- Learn what a partnership is
- Find out which type works for you
- Discover elements to include in your agreement
Need additional capital to start and run your business? Need some expertise and management help? Maybe a partnership is the best business form for you. A partnership is an entity wherein two or more people own a business. How they participate in the partnership depends on what type it is: general or limited.
A general partnership consists of two or more partners, each of whom has equal legal responsibility for the company’s actions and debts. The partners don’t have to contribute the same amount of capital or skill, and they aren’t required to split profits evenly. General partners, typically, have unlimited liability, just as sole proprietors do. The details of capital and profits are included in the partnership agreement.

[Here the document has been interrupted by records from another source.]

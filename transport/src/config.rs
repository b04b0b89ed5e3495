use crate::capabilities::Capabilities;
use anyhow::bail;
use std::path::PathBuf;
use std::time::Duration;

pub struct TransportConfig {
    /// The port of the published endpoint. In localhost mode this is the local TCP port, 0
    ///  meaning 'any free port'.
    pub service_port: u16,
    pub network_mode: NetworkMode,

    /// Frames longer than this are rejected, and a connection receiving one is closed
    pub max_frame_size: usize,

    /// Dialing through the anonymity substrate can take tens of seconds, so this should be
    ///  generous
    pub dial_timeout: Duration,

    /// Upper bound for the node's shutdown: connections that do not confirm their close within
    ///  this time are abandoned
    pub shutdown_timeout: Duration,
    /// Upper bound for flushing and closing a single connection's socket
    pub connection_shutdown_timeout: Duration,

    /// The capabilities this node advertises to its peers
    pub capabilities: Capabilities,

    /// SOCKS5 proxy for outbound HTTP traffic, as "ip:port"
    pub socks5_proxy_http_address: Option<String>,
    /// SOCKS5 proxy for traffic to external (non-overlay) peers, as "ip:port". If unset, the
    ///  node's own substrate proxy is used.
    pub socks5_proxy_peer_address: Option<String>,
}

impl TransportConfig {
    pub fn new(service_port: u16, network_mode: NetworkMode) -> TransportConfig {
        TransportConfig {
            service_port,
            network_mode,
            max_frame_size: 16 * 1024 * 1024,
            dial_timeout: Duration::from_secs(120),
            shutdown_timeout: Duration::from_secs(3),
            connection_shutdown_timeout: Duration::from_secs(2),
            capabilities: Capabilities::default_for_peer(),
            socks5_proxy_http_address: None,
            socks5_proxy_peer_address: None,
        }
    }

    pub fn new_localhost(service_port: u16) -> TransportConfig {
        TransportConfig::new(service_port, NetworkMode::Localhost(LocalhostConfig::default()))
    }

    pub fn new_tor(service_port: u16, tor_dir: impl Into<PathBuf>) -> TransportConfig {
        TransportConfig::new(service_port, NetworkMode::Tor(TorConfig::new(tor_dir)))
    }

    pub fn validate(&self) -> anyhow::Result<()> {
        if self.max_frame_size < 1024 {
            bail!("maximum frame size is too small: {}", self.max_frame_size);
        }
        if self.max_frame_size > u32::MAX as usize {
            bail!("maximum frame size must fit into the u32 length prefix");
        }
        if self.shutdown_timeout.is_zero() || self.connection_shutdown_timeout.is_zero() {
            bail!("shutdown timeouts must be positive");
        }
        if self.dial_timeout.is_zero() {
            bail!("dial timeout must be positive");
        }
        if let NetworkMode::Tor(tor) = &self.network_mode {
            if self.service_port == 0 {
                bail!("a hidden service requires an explicit service port");
            }
            tor.validate()?;
        }
        Ok(())
    }
}

pub enum NetworkMode {
    /// Plain TCP on localhost with simulated substrate delays, for testing and development
    Localhost(LocalhostConfig),
    Tor(TorConfig),
}

pub struct LocalhostConfig {
    pub simulated_tor_node_ready_delay: Duration,
    pub simulated_hidden_service_ready_delay: Duration,
}

impl Default for LocalhostConfig {
    fn default() -> Self {
        LocalhostConfig {
            simulated_tor_node_ready_delay: Duration::from_millis(500),
            simulated_hidden_service_ready_delay: Duration::from_millis(500),
        }
    }
}

pub struct TorConfig {
    /// Working directory for the tor data directory, torrc and the hidden service key
    pub tor_dir: PathBuf,
    pub tor_binary: PathBuf,
    /// A torrc file whose contents are used as the base of the generated torrc
    pub torrc_file: Option<PathBuf>,
    /// Additional torrc options as "key value,key value", overriding the base file
    pub torrc_options: String,

    /// If set, an already running tor instance is used instead of spawning a new one
    pub control_port: Option<u16>,
    pub control_password: String,
    pub cookie_file: Option<PathBuf>,

    /// Use a separate circuit for every stream by passing random SOCKS credentials
    pub use_stream_isolation: bool,

    /// Number of restarts with different bridges after retryable startup failures
    pub max_restart_attempts: u32,
    pub bootstrap_timeout: Duration,
    pub publish_timeout: Duration,
    /// Number of retained backups of the hidden service's private key
    pub max_key_backups: usize,

    pub bridge_addresses: Vec<String>,
}

impl TorConfig {
    pub fn new(tor_dir: impl Into<PathBuf>) -> TorConfig {
        TorConfig {
            tor_dir: tor_dir.into(),
            tor_binary: PathBuf::from("tor"),
            torrc_file: None,
            torrc_options: String::new(),
            control_port: None,
            control_password: String::new(),
            cookie_file: None,
            use_stream_isolation: true,
            max_restart_attempts: 5,
            bootstrap_timeout: Duration::from_secs(180),
            publish_timeout: Duration::from_secs(120),
            max_key_backups: 20,
            bridge_addresses: Vec::new(),
        }
    }

    pub fn validate(&self) -> anyhow::Result<()> {
        if self.tor_dir.as_os_str().is_empty() {
            bail!("tor directory must be configured");
        }
        if self.control_port == Some(0) {
            bail!("control port 0 is not a valid port");
        }
        if self.max_key_backups == 0 {
            bail!("at least one key backup must be retained");
        }
        Ok(())
    }
}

A limited partnership has at least one general (active) partner and one or more investors whose liability is limited to the amount of their financial contributions. If they invest $50,000 and the business somehow loses $200,000, the limited partner only loses the $50,000 while the general partner loses the rest. However, in most partnership agreements, the limited partner has no power in the day-to-day operations of the business.

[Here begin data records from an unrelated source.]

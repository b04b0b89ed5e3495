use crate::buf::{put_string, try_get_string};
use anyhow::{anyhow, bail};
use bytes::{Buf, BufMut};
use std::fmt::{Display, Formatter};
use std::str::FromStr;

const ONION_SUFFIX: &str = ".onion";

/// Logical identity of a peer: the host name is either an onion service name or an IP / DNS
///  name (localhost mode), plus the port of the published endpoint.
#[derive(Debug, Clone, PartialEq, Eq, Hash, PartialOrd, Ord)]
pub struct NodeAddress {
    host_name: String,
    port: u16,
}

impl NodeAddress {
    pub fn new(host_name: impl Into<String>, port: u16) -> NodeAddress {
        NodeAddress {
            host_name: host_name.into(),
            port,
        }
    }

    pub fn localhost(port: u16) -> NodeAddress {
        NodeAddress::new("localhost", port)
    }

    pub fn host_name(&self) -> &str {
        &self.host_name
    }

    pub fn port(&self) -> u16 {
        self.port
    }

    pub fn is_onion(&self) -> bool {
        self.host_name.ends_with(ONION_SUFFIX)
    }

    pub fn ser(&self, buf: &mut impl BufMut) {
        put_string(buf, &self.host_name);
        buf.put_u16(self.port);
    }

    pub fn try_deser(buf: &mut impl Buf) -> anyhow::Result<NodeAddress> {
        let host_name = try_get_string(buf)?;
        if host_name.is_empty() {
            bail!("empty host name");
        }
        let port = buf.try_get_u16()?;
        Ok(NodeAddress { host_name, port })
    }
}

impl Display for NodeAddress {
    fn fmt(&self, f: &mut Formatter<'_>) -> std::fmt::Result {
        write!(f, "{}:{}", self.host_name, self.port)
    }
}

impl FromStr for NodeAddress {
    type Err = anyhow::Error;

    fn from_str(s: &str) -> Result<Self, Self::Err> {
        let (host_name, port) = s.rsplit_once(':')
            .ok_or_else(|| anyhow!("node address must have the form 'host:port': {}", s))?;
        if host_name.is_empty() {
            bail!("node address without host name: {}", s);
        }
        let port = port.parse::<u16>()
            .map_err(|e| anyhow!("invalid port in node address {}: {}", s, e))?;
        Ok(NodeAddress::new(host_name, port))
    }
}

#[cfg(test)]
mod tests {
    use super::*;
    use bytes::BytesMut;
    use rstest::rstest;

    #[rstest]
    #[case::onion("abcdefghijklmnopqrstuvwxyz234567abcdefghijklmnopqrstuvwx.onion:9999", "abcdefghijklmnopqrstuvwxyz234567abcdefghijklmnopqrstuvwx.onion", 9999, true)]
    #[case::localhost("localhost:2002", "localhost", 2002, false)]
    #[case::ip("127.0.0.1:1", "127.0.0.1", 1, false)]
    fn test_parse(#[case] s: &str, #[case] host: &str, #[case] port: u16, #[case] is_onion: bool) {
        let addr: NodeAddress = s.parse().unwrap();
        assert_eq!(addr.host_name(), host);
        assert_eq!(addr.port(), port);
        assert_eq!(addr.is_onion(), is_onion);
        assert_eq!(addr.to_string(), s);
    }

    #[rstest]
    #[case::no_port("localhost")]
    #[case::empty_host(":123")]
    #[case::port_overflow("localhost:70000")]
    #[case::port_not_numeric("localhost:abc")]
    fn test_parse_invalid(#[case] s: &str) {
        assert!(s.parse::<NodeAddress>().is_err());
    }

    #[test]
    fn test_ser_deser() {
        let addr = NodeAddress::new("xyz.onion", 8000);
        let mut buf = BytesMut::new();
        addr.ser(&mut buf);
        assert_eq!(&buf, b"\x09xyz.onion\x1f\x40".as_slice());

        let mut deser_buf = buf.freeze();
        assert_eq!(NodeAddress::try_deser(&mut deser_buf).unwrap(), addr);
        assert!(deser_buf.is_empty());
    }

    #[test]
    fn test_deser_empty_host() {
        let mut buf: &[u8] = b"\x00\x1f\x40";
        assert!(NodeAddress::try_deser(&mut buf).is_err());
    }

    #[test]
    fn test_equality_by_value() {
        assert_eq!(NodeAddress::localhost(1), NodeAddress::new("localhost".to_string(), 1));
        assert_ne!(NodeAddress::localhost(1), NodeAddress::localhost(2));
    }
}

The way in which partnerships are taxed is based on the partnership agreement. If it is an equal general partnership, the year’s profits are split evenly and each partner must pay taxes on the amount received. In a limited partnership, the partners are taxed based on their share. If a limited partner receives 25 percent of profits, that is the amount the partner must pay taxes on, not on the entire profit of the business.
An Agreement of General Partnership includes the name and place of business, purpose of the business, and term (length of the partnership agreement). It also identifies the general partners, states how profits and losses will be distributed, notes how partnership interests can be assigned to others (if at all), and lists the rights and responsibilities of the general partners.

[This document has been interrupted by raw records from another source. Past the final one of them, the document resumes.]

use crate::crypto::PubKeyRing;
use crate::message::AckSourceType;
use tokio::sync::watch;
use tokio::time::Instant;
use tracing::{debug, trace};
use transport::envelope::MessageUid;
use transport::node_address::NodeAddress;

/// Lifecycle of an outstanding send. Transitions are one way:
///
/// ```ascii
/// Pending -> Delivered | Mailboxed | Failed | Acked
/// Delivered | Mailboxed -> Acked
/// ```
///
/// An ACK implies delivery, so it may overtake the transport's confirmation.
#[derive(Debug, Clone, Copy, PartialEq, Eq)]
pub enum SendState {
    Pending,
    /// The message was written to a connection to the peer
    Delivered,
    /// The peer was unreachable and the message was stored in the mailbox
    Mailboxed,
    Failed,
    /// The peer acknowledged processing the message, successfully or not
    Acked { success: bool },
}

impl SendState {
    pub fn can_transition_to(self, next: SendState) -> bool {
        use SendState::*;

        matches!((self, next),
            (Pending, Delivered | Mailboxed | Failed | Acked { .. })
            | (Delivered | Mailboxed, Acked { .. })
        )
    }

    pub fn is_terminal(self) -> bool {
        matches!(self, SendState::Failed | SendState::Acked { .. })
    }
}

/// An outstanding send, correlating incoming ACKs by (source type, correlation id, uid)
pub struct PendingSend {
    uid: MessageUid,
    peer: NodeAddress,
    peer_pub_key_ring: PubKeyRing,
    source_type: AckSourceType,
    correlation_id: String,
    created_at: Instant,
    state: watch::Sender<SendState>,
}

impl PendingSend {
    pub fn new(uid: MessageUid, peer: NodeAddress, peer_pub_key_ring: PubKeyRing, source_type: AckSourceType, correlation_id: String) -> PendingSend {
        PendingSend {
            uid,
            peer,
            peer_pub_key_ring,
            source_type,
            correlation_id,
            created_at: Instant::now(),
            state: watch::Sender::new(SendState::Pending),
        }
    }

    pub fn uid(&self) -> MessageUid {
        self.uid
    }

    pub fn peer(&self) -> &NodeAddress {
        &self.peer
    }

    pub fn peer_pub_key_ring(&self) -> &PubKeyRing {
        &self.peer_pub_key_ring
    }

    pub fn created_at(&self) -> Instant {
        self.created_at
    }

    pub fn state(&self) -> SendState {
        *self.state.borrow()
    }

    pub fn handle(&self) -> SendHandle {
        SendHandle {
            uid: self.uid,
            state: self.state.subscribe(),
        }
    }

    pub fn matches(&self, source_type: AckSourceType, correlation_id: &str, source_uid: MessageUid) -> bool {
        self.uid == source_uid
            && self.source_type == source_type
            && self.correlation_id == correlation_id
    }

    /// Returns `true` if the transition took place, `false` if it is not allowed from the current
    ///  state
    pub fn transition(&self, next: SendState) -> bool {
        self.state.send_if_modified(|state| {
            if state.can_transition_to(next) {
                trace!("send {}: {:?} -> {:?}", self.uid, state, next);
                *state = next;
                true
            }
            else {
                debug!("send {}: ignoring transition {:?} -> {:?}", self.uid, state, next);
                false
            }
        })
    }
}

/// The caller's view of a send: its uid and a watchable state
#[derive(Clone)]
pub struct SendHandle {
    uid: MessageUid,
    state: watch::Receiver<SendState>,
}

impl SendHandle {
    pub fn uid(&self) -> MessageUid {
        self.uid
    }

    pub fn state(&self) -> SendState {
        *self.state.borrow()
    }

    /// Completes when the state satisfies the predicate, returning that state
    pub async fn wait_for(&mut self, f: impl Fn(SendState) -> bool) -> SendState {
        let result = self.state.wait_for(|s| f(*s)).await.map(|state| *state);
        match result {
            Ok(state) => state,
            Err(_) => self.state(),
        }
    }
}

In addition, there are terms that specify what will happen at the death or retirement of a general partner, as well as how the partnership can be terminated. Partners should also have insurance on each other in case an accident or the death of one partner impacts the business.
Partnership agreements should be drawn up by a business attorney and should include clauses that direct the partnership if a member dies, is incapacitated, or wants to sell her or his interest in the business. Drawn up by a business attorney, a partnership agreement is a binding contract that will guide your business decisions.